■ **Problem statement**
Check each line of the data below for the string "filename", then report how many lines have it and nothing else.

■ **Stored data**
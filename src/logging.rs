use anyhow::{anyhow, Context, Result};
use std::fs::OpenOptions;
use std::path::PathBuf;
use std::sync::Mutex;
use tracing_subscriber::EnvFilter;

/// The terminal belongs to the TUI, so logs go to a file.
pub fn log_path() -> Option<PathBuf> {
    dirs::cache_dir().map(|d| d.join("planner-tui").join("planner-tui.log"))
}

/// Install the global subscriber. `RUST_LOG` wins over `default_level`.
pub fn init_tracing(default_level: &str) -> Result<PathBuf> {
    let path = log_path().with_context(|| "Could not determine cache directory for logs")?;
    if let Some(parent) = path.parent() {
        std::fs::create_dir_all(parent)?;
    }
    let file = OpenOptions::new()
        .create(true)
        .append(true)
        .open(&path)
        .with_context(|| format!("Failed to open log file {}", path.display()))?;

    let env_filter = EnvFilter::try_from_default_env()
        .or_else(|_| EnvFilter::try_new(default_level))
        .map_err(|e| anyhow!("invalid RUST_LOG / log_level: {e}"))?;

    if let Err(err) = tracing_subscriber::fmt()
        .with_env_filter(env_filter)
        .with_writer(Mutex::new(file))
        .with_ansi(false)
        .with_target(true)
        .try_init()
    {
        tracing::debug!(error = %err, "tracing subscriber already set, continuing");
    }

    Ok(path)
}
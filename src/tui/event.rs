use crossterm::event::{self, Event, KeyCode, KeyModifiers};
use std::time::Duration;

use super::{App, CalendarPurpose, DetailsPane, Modal, PendingAction, Screen, Tab};
use crate::planning::TripStep;

pub fn poll_event(timeout: Duration) -> anyhow::Result<Option<Event>> {
    if event::poll(timeout)? {
        Ok(Some(event::read()?))
    } else {
        Ok(None)
    }
}

/// Kind of the focused form field.
#[derive(Debug, Clone, Copy, PartialEq, Eq)]
enum Field {
    Text,
    Hour,
    /// Read-only; Enter opens the calendar.
    Dates(CalendarPurpose),
    /// Read-only; Enter opens the guest list.
    Guests,
}

pub fn handle_key(app: &mut App, code: KeyCode, modifiers: KeyModifiers) {
    if let (KeyCode::Char('c'), KeyModifiers::CONTROL) = (code, modifiers) {
        app.running = false;
        return;
    }

    match app.modal.clone() {
        Modal::Confirm(action) => handle_confirm_key(app, code, action),
        Modal::Calendar(purpose) => handle_calendar_key(app, code, purpose),
        Modal::Guests => handle_guests_key(app, code),
        Modal::None if app.screen == Screen::Trip => handle_trip_key(app, code),
        _ => handle_form_key(app, code, modifiers),
    }
}

// ─── Trip screen ────────────────────────────────────────────────────────────

fn handle_trip_key(app: &mut App, code: KeyCode) {
    match code {
        KeyCode::Char('q') => {
            app.running = false;
        }
        KeyCode::Tab | KeyCode::BackTab => {
            app.active_tab = app.active_tab.next();
        }
        KeyCode::Char('1') => app.active_tab = Tab::Activities,
        KeyCode::Char('2') => app.active_tab = Tab::Details,
        KeyCode::Down | KeyCode::Char('j') => {
            app.active_list_state_mut().select_next();
        }
        KeyCode::Up | KeyCode::Char('k') => {
            app.active_list_state_mut().select_prev();
        }
        KeyCode::Home | KeyCode::Char('g') => {
            app.active_list_state_mut().selected = 0;
        }
        KeyCode::End | KeyCode::Char('G') => {
            let ls = app.active_list_state_mut();
            if ls.len > 0 {
                ls.selected = ls.len - 1;
            }
        }
        KeyCode::Char('r') if !app.loading => app.reload_trip(),
        KeyCode::Char('e') if app.trip.is_some() => {
            app.reset_trip_edit();
            app.open_modal(Modal::EditTrip);
        }
        KeyCode::Char('n') if app.trip.is_some() => app.open_modal(Modal::NewActivity),
        KeyCode::Enter if app.active_tab == Tab::Activities => {
            app.ask_complete_selected_activity();
        }
        KeyCode::Left | KeyCode::Right | KeyCode::Char('h') | KeyCode::Char('l')
            if app.active_tab == Tab::Details =>
        {
            app.details_pane = match app.details_pane {
                DetailsPane::Links => DetailsPane::Participants,
                DetailsPane::Participants => DetailsPane::Links,
            };
        }
        KeyCode::Char('a') if app.active_tab == Tab::Details => match app.details_pane {
            DetailsPane::Links => app.new_link(),
            DetailsPane::Participants => app.open_modal(Modal::Invite),
        },
        KeyCode::Enter if app.active_tab == Tab::Details => match app.details_pane {
            DetailsPane::Links => app.edit_selected_link(),
            DetailsPane::Participants => app.ask_confirm_selected_participant(),
        },
        KeyCode::Char('d')
            if app.active_tab == Tab::Details && app.details_pane == DetailsPane::Links =>
        {
            app.link_draft.id = None;
            app.ask_delete_link();
        }
        _ => {}
    }
}

// ─── Forms ──────────────────────────────────────────────────────────────────

fn field_kind(app: &App) -> Option<Field> {
    let kind = match (&app.modal, app.focus) {
        (Modal::None, 0) => Field::Text,
        (Modal::None, 1) if app.draft.step == TripStep::TripDetails => {
            Field::Dates(CalendarPurpose::NewTripDates)
        }
        (Modal::None, 1) => Field::Text,
        (Modal::None, 2) => Field::Guests,
        (Modal::EditTrip, 0) => Field::Text,
        (Modal::EditTrip, 1) => Field::Dates(CalendarPurpose::EditTripDates),
        (Modal::NewActivity, 0) => Field::Text,
        (Modal::NewActivity, 1) => Field::Dates(CalendarPurpose::ActivityDay),
        (Modal::NewActivity, 2) => Field::Hour,
        (Modal::Link | Modal::Invite, 0 | 1) => Field::Text,
        _ => return None,
    };
    Some(kind)
}

fn field_count(app: &App) -> usize {
    match app.modal {
        Modal::None => app.new_trip_fields(),
        Modal::NewActivity => 3,
        _ => 2,
    }
}

fn text_mut(app: &mut App) -> Option<&mut String> {
    let step = app.draft.step;
    let text = match (app.modal.clone(), app.focus) {
        (Modal::None, 0) if step == TripStep::TripDetails => &mut app.draft.destination,
        (Modal::None, 0) => &mut app.guest_name,
        (Modal::None, 1) => &mut app.guest_email,
        (Modal::EditTrip, 0) => &mut app.trip_edit.destination,
        (Modal::NewActivity, 0) => &mut app.activity_draft.name,
        (Modal::Link, 0) => &mut app.link_draft.title,
        (Modal::Link, 1) => &mut app.link_draft.url,
        (Modal::Invite, 0) => &mut app.invite_name,
        (Modal::Invite, 1) => &mut app.invite_email,
        _ => return None,
    };
    Some(text)
}

fn submit_form(app: &mut App) {
    match app.modal {
        Modal::None => app.submit_new_trip(),
        Modal::EditTrip => app.submit_trip_edit(),
        Modal::NewActivity => app.submit_activity(),
        Modal::Link => app.submit_link(),
        Modal::Invite => app.submit_invite(),
        _ => {}
    }
}

fn close_form(app: &mut App) {
    match app.modal {
        Modal::None => app.running = false,
        Modal::Link => {
            app.link_draft = Default::default();
            app.modal = Modal::None;
        }
        Modal::EditTrip => {
            app.reset_trip_edit();
            app.modal = Modal::None;
        }
        _ => app.modal = Modal::None,
    }
}

fn handle_form_key(app: &mut App, code: KeyCode, modifiers: KeyModifiers) {
    let fields = field_count(app);
    match (code, modifiers) {
        (KeyCode::Esc, _) => return close_form(app),
        (KeyCode::Char('s'), KeyModifiers::CONTROL) => return submit_form(app),
        (KeyCode::Char('e'), KeyModifiers::CONTROL) if app.modal == Modal::None => {
            app.draft.back_to_details();
            app.focus = 0;
            return;
        }
        (KeyCode::Char('d'), KeyModifiers::CONTROL)
            if app.modal == Modal::Link && app.link_draft.id.is_some() =>
        {
            return app.ask_delete_link();
        }
        (KeyCode::Tab | KeyCode::Down, _) => {
            app.focus = (app.focus + 1) % fields;
            return;
        }
        (KeyCode::BackTab | KeyCode::Up, _) => {
            app.focus = (app.focus + fields - 1) % fields;
            return;
        }
        _ => {}
    }

    let Some(kind) = field_kind(app) else {
        app.focus = 0;
        return;
    };
    match (kind, code) {
        (Field::Dates(purpose), KeyCode::Enter | KeyCode::Char(' ')) => app.open_calendar(purpose),
        (Field::Guests, KeyCode::Enter) => app.modal = Modal::Guests,
        (Field::Text, KeyCode::Enter) => {
            let on_guest_email = app.modal == Modal::None
                && app.draft.step == TripStep::AddEmail
                && app.focus == 1;
            if on_guest_email {
                app.add_guest();
            } else if app.focus + 1 == fields {
                submit_form(app);
            } else {
                app.focus += 1;
            }
        }
        (Field::Hour, KeyCode::Enter) => submit_form(app),
        (Field::Hour, KeyCode::Char(c)) => {
            let text = format!("{}{c}", app.activity_draft.hour());
            app.activity_draft.set_hour(&text);
        }
        (Field::Hour, KeyCode::Backspace) => {
            let mut text = app.activity_draft.hour().to_string();
            text.pop();
            app.activity_draft.set_hour(&text);
        }
        (Field::Text, KeyCode::Char(c)) => {
            if let Some(text) = text_mut(app) {
                text.push(c);
            }
        }
        (Field::Text, KeyCode::Backspace) => {
            if let Some(text) = text_mut(app) {
                text.pop();
            }
        }
        _ => {}
    }
}

// ─── Popups ─────────────────────────────────────────────────────────────────

fn handle_calendar_key(app: &mut App, code: KeyCode, purpose: CalendarPurpose) {
    let Some(picker) = app.picker.as_mut() else {
        app.close_calendar(purpose);
        return;
    };
    match code {
        KeyCode::Left | KeyCode::Char('h') => picker.move_days(-1),
        KeyCode::Right | KeyCode::Char('l') => picker.move_days(1),
        KeyCode::Up | KeyCode::Char('k') => picker.move_days(-7),
        KeyCode::Down | KeyCode::Char('j') => picker.move_days(7),
        KeyCode::PageUp | KeyCode::Char('<') => picker.move_months(-1),
        KeyCode::PageDown | KeyCode::Char('>') => picker.move_months(1),
        KeyCode::Enter | KeyCode::Char(' ') => {
            app.pick_day(purpose);
            let done = match purpose {
                CalendarPurpose::ActivityDay => true,
                _ => app.calendar_selection(purpose).is_complete(),
            };
            if done {
                app.close_calendar(purpose);
            }
        }
        KeyCode::Esc | KeyCode::Char('q') => app.close_calendar(purpose),
        _ => {}
    }
}

fn handle_guests_key(app: &mut App, code: KeyCode) {
    match code {
        KeyCode::Down | KeyCode::Char('j') => app.guest_list_state.select_next(),
        KeyCode::Up | KeyCode::Char('k') => app.guest_list_state.select_prev(),
        KeyCode::Delete | KeyCode::Backspace | KeyCode::Char('d') => app.remove_selected_guest(),
        KeyCode::Enter | KeyCode::Esc | KeyCode::Char('q') => app.modal = Modal::None,
        _ => {}
    }
}

fn handle_confirm_key(app: &mut App, code: KeyCode, action: PendingAction) {
    match code {
        KeyCode::Char('y') | KeyCode::Char('s') | KeyCode::Enter => app.run_pending(action),
        KeyCode::Char('n') | KeyCode::Esc => app.modal = Modal::None,
        _ => {}
    }
}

■ **The completed task**
2